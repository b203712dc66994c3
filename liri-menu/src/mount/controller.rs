//! Mount controller
//!
//! Drives one render cycle over a host page: validates the mount contract,
//! puts every present section into `Loading`, then loads all sections
//! concurrently (cache lookup, fetch on miss, cache put on success) and
//! writes each result into the page as it completes. A failure in one
//! section never reaches its siblings.

use super::{MountHost, MountState};
use crate::cache::CacheStore;
use crate::catalog::{parse_records, CatalogClient, CatalogError, CatalogSource};
use crate::classifier::normalize;
use crate::model::MenuItemRecord;
use crate::render::{render_section, RenderedBucket, RenderedSection};
use crate::section::SectionConfig;
use futures::stream::{FuturesUnordered, StreamExt};
use liri_common::config::TomlConfig;
use std::sync::Arc;
use tracing::{debug, error, info, warn};

/// What happened to one section during a render cycle
#[derive(Debug, Clone, PartialEq, Eq)]
pub enum SectionOutcome {
    /// Mount point absent from the page
    Skipped,
    Content { from_cache: bool },
    Empty { from_cache: bool },
    Error(String),
}

/// A page attribute that looks like a section mount with the wrong spelling
#[derive(Debug, Clone, PartialEq, Eq)]
pub struct MisnamedMount {
    pub section: String,
    pub expected: String,
    pub found: String,
}

/// Result of validating the page against the section table
#[derive(Debug, Clone, Default, PartialEq, Eq)]
pub struct MountValidation {
    /// Names of sections whose mount point is absent
    pub missing: Vec<String>,
    pub misnamed: Vec<MisnamedMount>,
}

/// Summary of one render cycle
#[derive(Debug, Clone, Default)]
pub struct MountReport {
    pub validation: MountValidation,
    /// Per-section outcome, in section table order
    pub sections: Vec<(String, SectionOutcome)>,
}

impl MountReport {
    pub fn outcome(&self, name: &str) -> Option<&SectionOutcome> {
        self.sections
            .iter()
            .find(|(n, _)| n == name)
            .map(|(_, outcome)| outcome)
    }

    pub fn failed(&self) -> usize {
        self.sections
            .iter()
            .filter(|(_, o)| matches!(o, SectionOutcome::Error(_)))
            .count()
    }
}

/// Check that every section's mount point exists on the page
///
/// Missing mount points are reported once each; an attribute that matches
/// a missing mount after case and separator normalization is reported as
/// misnamed. Nothing is corrected.
pub fn validate_mounts<H: MountHost + ?Sized>(host: &H, sections: &[SectionConfig]) -> MountValidation {
    let present = host.mount_attributes();
    let mut validation = MountValidation::default();

    for section in sections {
        if host.contains(&section.mount) {
            continue;
        }
        warn!(
            section = %section.name,
            mount = %section.selector(),
            "Mount point not found, skipping section"
        );
        validation.missing.push(section.name.clone());

        let expected = normalize(&section.mount);
        if let Some(found) = present.iter().find(|a| normalize(a) == expected) {
            warn!(
                section = %section.name,
                expected = %section.mount,
                found = %found,
                "Mount attribute looks misnamed"
            );
            validation.misnamed.push(MisnamedMount {
                section: section.name.clone(),
                expected: section.mount.clone(),
                found: found.clone(),
            });
        }
    }

    validation
}

struct LoadedSection {
    records: Vec<MenuItemRecord>,
    from_cache: bool,
}

/// Loads sections into a host page
#[derive(Clone)]
pub struct MountController {
    source: Arc<dyn CatalogSource>,
    cache: Arc<CacheStore>,
    language: String,
}

impl MountController {
    pub fn new(source: Arc<dyn CatalogSource>, cache: Arc<CacheStore>, language: &str) -> Self {
        Self {
            source,
            cache,
            language: language.to_string(),
        }
    }

    /// HTTP catalog client and cache backend as configured
    pub fn from_config(config: &TomlConfig) -> Result<Self, CatalogError> {
        let client = CatalogClient::new(&config.catalog)?;
        let cache = CacheStore::from_config(&config.cache);
        Ok(Self::new(Arc::new(client), Arc::new(cache), &config.language))
    }

    pub fn language(&self) -> &str {
        &self.language
    }

    /// Run one render cycle over `sections`
    pub async fn initialize<H: MountHost>(&self, host: &mut H, sections: &[SectionConfig]) -> MountReport {
        let validation = validate_mounts(&*host, sections);
        let active: Vec<&SectionConfig> = sections.iter().filter(|s| host.contains(&s.mount)).collect();

        info!(
            sections = active.len(),
            skipped = validation.missing.len(),
            "Starting render cycle"
        );

        for section in &active {
            self.enter_loading(host, section);
        }

        let mut pending: FuturesUnordered<_> = active
            .iter()
            .map(|&section| async move { (section, self.load_section(section).await) })
            .collect();

        let mut completed = Vec::with_capacity(active.len());
        while let Some((section, result)) = pending.next().await {
            let outcome = self.apply(host, section, result);
            completed.push((section.name.clone(), outcome));
        }

        let outcomes = sections
            .iter()
            .map(|section| {
                let outcome = completed
                    .iter()
                    .position(|(name, _)| *name == section.name)
                    .map(|i| completed.swap_remove(i).1)
                    .unwrap_or(SectionOutcome::Skipped);
                (section.name.clone(), outcome)
            })
            .collect();

        MountReport {
            validation,
            sections: outcomes,
        }
    }

    fn enter_loading<H: MountHost>(&self, host: &mut H, section: &SectionConfig) {
        host.set_state(&section.mount, MountState::loading(&section.name));
        for (attribute, bucket) in existing_buckets(&*host, section) {
            host.set_state(&attribute, MountState::loading(bucket));
        }
    }

    /// Cache lookup, then fetch on miss; the cache is written only after the payload parses
    async fn load_section(&self, section: &SectionConfig) -> Result<LoadedSection, CatalogError> {
        let key = section.cache_key();

        if let Some(payload) = self.cache.get(&key) {
            match parse_records(&payload) {
                Ok(records) => {
                    debug!(section = %section.name, records = records.len(), "Using cached payload");
                    return Ok(LoadedSection {
                        records,
                        from_cache: true,
                    });
                }
                Err(e) => warn!(section = %section.name, error = %e, "Cached payload unusable, refetching"),
            }
        }

        let payload = self.source.fetch(section).await?;
        let records = parse_records(&payload)?;
        self.cache.put(&key, &payload);
        debug!(section = %section.name, records = records.len(), "Fetched section");

        Ok(LoadedSection {
            records,
            from_cache: false,
        })
    }

    fn apply<H: MountHost>(
        &self,
        host: &mut H,
        section: &SectionConfig,
        result: Result<LoadedSection, CatalogError>,
    ) -> SectionOutcome {
        let loaded = match result {
            Ok(loaded) => loaded,
            Err(e) => {
                error!(section = %section.name, record_type = %section.record_type, error = %e, "Failed to load section");
                host.set_state(&section.mount, MountState::error(&section.name));
                for (attribute, bucket) in existing_buckets(&*host, section) {
                    host.set_state(&attribute, MountState::error(bucket));
                }
                return SectionOutcome::Error(e.to_string());
            }
        };
        let from_cache = loaded.from_cache;

        match render_section(section, loaded.records, &self.language) {
            RenderedSection::Empty => {
                info!(section = %section.name, "No items to show");
                host.set_state(&section.mount, MountState::empty(&section.name));
                for (attribute, bucket) in existing_buckets(&*host, section) {
                    host.set_state(&attribute, MountState::empty(bucket));
                }
                SectionOutcome::Empty { from_cache }
            }
            RenderedSection::Flat(node) => {
                host.set_state(&section.mount, MountState::Content(node));
                info!(section = %section.name, from_cache, "Rendered section");
                SectionOutcome::Content { from_cache }
            }
            RenderedSection::Bucketed(buckets) => {
                self.apply_buckets(host, section, buckets);
                info!(section = %section.name, from_cache, "Rendered section");
                SectionOutcome::Content { from_cache }
            }
        }
    }

    /// Write each bucket into its own container
    ///
    /// When the page has none of the section's bucket containers, one is
    /// synthesized per non-empty bucket and passes through Loading before
    /// its content. Otherwise missing containers are
    /// skipped with a warning and existing ones show content or empty.
    fn apply_buckets<H: MountHost>(&self, host: &mut H, section: &SectionConfig, buckets: Vec<RenderedBucket>) {
        let synthesize = !buckets
            .iter()
            .any(|b| host.contains(&section.bucket_mount(b.bucket)));

        host.set_state(&section.mount, MountState::Delegated);

        for RenderedBucket { bucket, content } in buckets {
            let attribute = section.bucket_mount(bucket);

            if synthesize {
                if let Some(node) = content {
                    host.synthesize(&section.mount, &attribute, bucket.label);
                    host.set_state(&attribute, MountState::loading(bucket.label));
                    host.set_state(&attribute, MountState::Content(node));
                }
                continue;
            }

            if !host.contains(&attribute) {
                warn!(
                    section = %section.name,
                    bucket = bucket.key,
                    mount = %attribute,
                    "Bucket container not found, skipping bucket"
                );
                continue;
            }

            match content {
                Some(node) => host.set_state(&attribute, MountState::Content(node)),
                None => host.set_state(&attribute, MountState::empty(bucket.label)),
            }
        }
    }
}

/// Bucket containers of `section` already present on the page
fn existing_buckets<H: MountHost + ?Sized>(host: &H, section: &SectionConfig) -> Vec<(String, &'static str)> {
    section
        .template
        .bucket_scheme()
        .map(|scheme| {
            scheme
                .buckets
                .iter()
                .map(|b| (section.bucket_mount(b), b.label))
                .filter(|(attribute, _)| host.contains(attribute))
                .collect()
        })
        .unwrap_or_default()
}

■ **What this task involves**: Write only the number of lines in the entries where the string "find" occurs.

■ **Output below**: 2